◆ How to complete this task ◆
Restate the data below word for word, leaving nothing out.

++++ Records shown ++++

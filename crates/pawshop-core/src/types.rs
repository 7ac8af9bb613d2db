//! # Domain Types
//!
//! Core domain types used throughout Pawshop POS.
//!
//! ## Identity Conventions
//! - `Product.id`: integer, assigned max-existing + 1 (1 on an empty catalog)
//! - `Supplier`/`Customer`/`PurchaseRecord`/`SaleTransaction`: prefixed
//!   zero-padded sequence ids (`SUP001`, `CUST001`, `PUR001`, `SALE001`)
//!   drawn from persisted counters, never from collection length
//! - `Order`: `ORD-<millis>` timestamp id (storefront channel)
//!
//! ## Snapshot Pattern
//! Sale and purchase line items freeze the product name/price at the time
//! of the transaction. Historical records stay displayable after the
//! product is edited or deleted; dangling product ids in history are
//! accepted (history is display-only).

use chrono::NaiveDate;
use serde::{Deserialize, Serialize};
use std::fmt;

use crate::money::Money;

// =============================================================================
// Tax Rate
// =============================================================================

/// Tax rate in basis points (1 bps = 0.01%). The register uses a fixed
/// 1600 bps (16%) rate; purchasing records carry the rate their invoice
/// was taxed at.
#[derive(Debug, Clone, Copy, PartialEq, Eq, Serialize, Deserialize)]
#[serde(transparent)]
pub struct TaxRate(u32);

impl TaxRate {
    #[inline]
    pub const fn from_bps(bps: u32) -> Self {
        TaxRate(bps)
    }

    /// Creates a tax rate from a percentage (for config parsing).
    pub fn from_percentage(pct: f64) -> Self {
        TaxRate((pct * 100.0).round() as u32)
    }

    #[inline]
    pub const fn bps(&self) -> u32 {
        self.0
    }

    /// The rate as a percentage (display only).
    #[inline]
    pub fn percentage(&self) -> f64 {
        self.0 as f64 / 100.0
    }

    #[inline]
    pub const fn zero() -> Self {
        TaxRate(0)
    }
}

impl Default for TaxRate {
    fn default() -> Self {
        TaxRate::zero()
    }
}

// =============================================================================
// Stock Status
// =============================================================================

/// Stock status derived from quantity and the reorder threshold.
///
/// This is a computed property, never a stored field: the original system
/// stored it alongside quantity and the two drifted apart after edits.
#[derive(Debug, Clone, Copy, PartialEq, Eq, Serialize, Deserialize)]
pub enum StockStatus {
    /// Quantity is zero.
    OutOfStock,
    /// Quantity is at or below the reorder level.
    LowStock,
    /// Quantity is above the reorder level.
    InStock,
}

impl fmt::Display for StockStatus {
    fn fmt(&self, f: &mut fmt::Formatter<'_>) -> fmt::Result {
        let label = match self {
            StockStatus::OutOfStock => "Out of Stock",
            StockStatus::LowStock => "Low Stock",
            StockStatus::InStock => "In Stock",
        };
        f.write_str(label)
    }
}

// =============================================================================
// Payment Method / Payment Status
// =============================================================================

/// How a sale (or purchase invoice) was paid.
#[derive(Debug, Clone, Copy, PartialEq, Eq, PartialOrd, Ord, Serialize, Deserialize)]
pub enum PaymentMethod {
    Cash,
    Card,
    Upi,
    Other,
}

++++

◆ Written solution ◆
filename crates/pawshop-core/src/types.rs
repository 7ac8af9bb613d2db
//! # Domain Types
//!
//! Core domain types used throughout Pawshop POS.
//!
//! ## Identity Conventions
//! - `Product.id`: integer, assigned max-existing + 1 (1 on an empty catalog)
//! - `Supplier`/`Customer`/`PurchaseRecord`/`SaleTransaction`: prefixed
//!   zero-padded sequence ids (`SUP001`, `CUST001`, `PUR001`, `SALE001`)
//!   drawn from persisted counters, never from collection length
//! - `Order`: `ORD-<millis>` timestamp id (storefront channel)
//!
//! ## Snapshot Pattern
//! Sale and purchase line items freeze the product name/price at the time
//! of the transaction. Historical records stay displayable after the
//! product is edited or deleted; dangling product ids in history are
//! accepted (history is display-only).

use chrono::NaiveDate;
use serde::{Deserialize, Serialize};
use std::fmt;

use crate::money::Money;

// =============================================================================
// Tax Rate
// =============================================================================

/// Tax rate in basis points (1 bps = 0.01%). The register uses a fixed
/// 1600 bps (16%) rate; purchasing records carry the rate their invoice
/// was taxed at.
#[derive(Debug, Clone, Copy, PartialEq, Eq, Serialize, Deserialize)]
#[serde(transparent)]
pub struct TaxRate(u32);

impl TaxRate {
    #[inline]
    pub const fn from_bps(bps: u32) -> Self {
        TaxRate(bps)
    }

    /// Creates a tax rate from a percentage (for config parsing).
    pub fn from_percentage(pct: f64) -> Self {
        TaxRate((pct * 100.0).round() as u32)
    }

    #[inline]
    pub const fn bps(&self) -> u32 {
        self.0
    }

    /// The rate as a percentage (display only).
    #[inline]
    pub fn percentage(&self) -> f64 {
        self.0 as f64 / 100.0
    }

    #[inline]
    pub const fn zero() -> Self {
        TaxRate(0)
    }
}

impl Default for TaxRate {
    fn default() -> Self {
        TaxRate::zero()
    }
}

// =============================================================================
// Stock Status
// =============================================================================

/// Stock status derived from quantity and the reorder threshold.
///
/// This is a computed property, never a stored field: the original system
/// stored it alongside quantity and the two drifted apart after edits.
#[derive(Debug, Clone, Copy, PartialEq, Eq, Serialize, Deserialize)]
pub enum StockStatus {
    /// Quantity is zero.
    OutOfStock,
    /// Quantity is at or below the reorder level.
    LowStock,
    /// Quantity is above the reorder level.
    InStock,
}

impl fmt::Display for StockStatus {
    fn fmt(&self, f: &mut fmt::Formatter<'_>) -> fmt::Result {
        let label = match self {
            StockStatus::OutOfStock => "Out of Stock",
            StockStatus::LowStock => "Low Stock",
            StockStatus::InStock => "In Stock",
        };
        f.write_str(label)
    }
}

// =============================================================================
// Payment Method / Payment Status
// =============================================================================

/// How a sale (or purchase invoice) was paid.
#[derive(Debug, Clone, Copy, PartialEq, Eq, PartialOrd, Ord, Serialize, Deserialize)]
pub enum PaymentMethod {
    Cash,
    Card,
    Upi,
    Other,
}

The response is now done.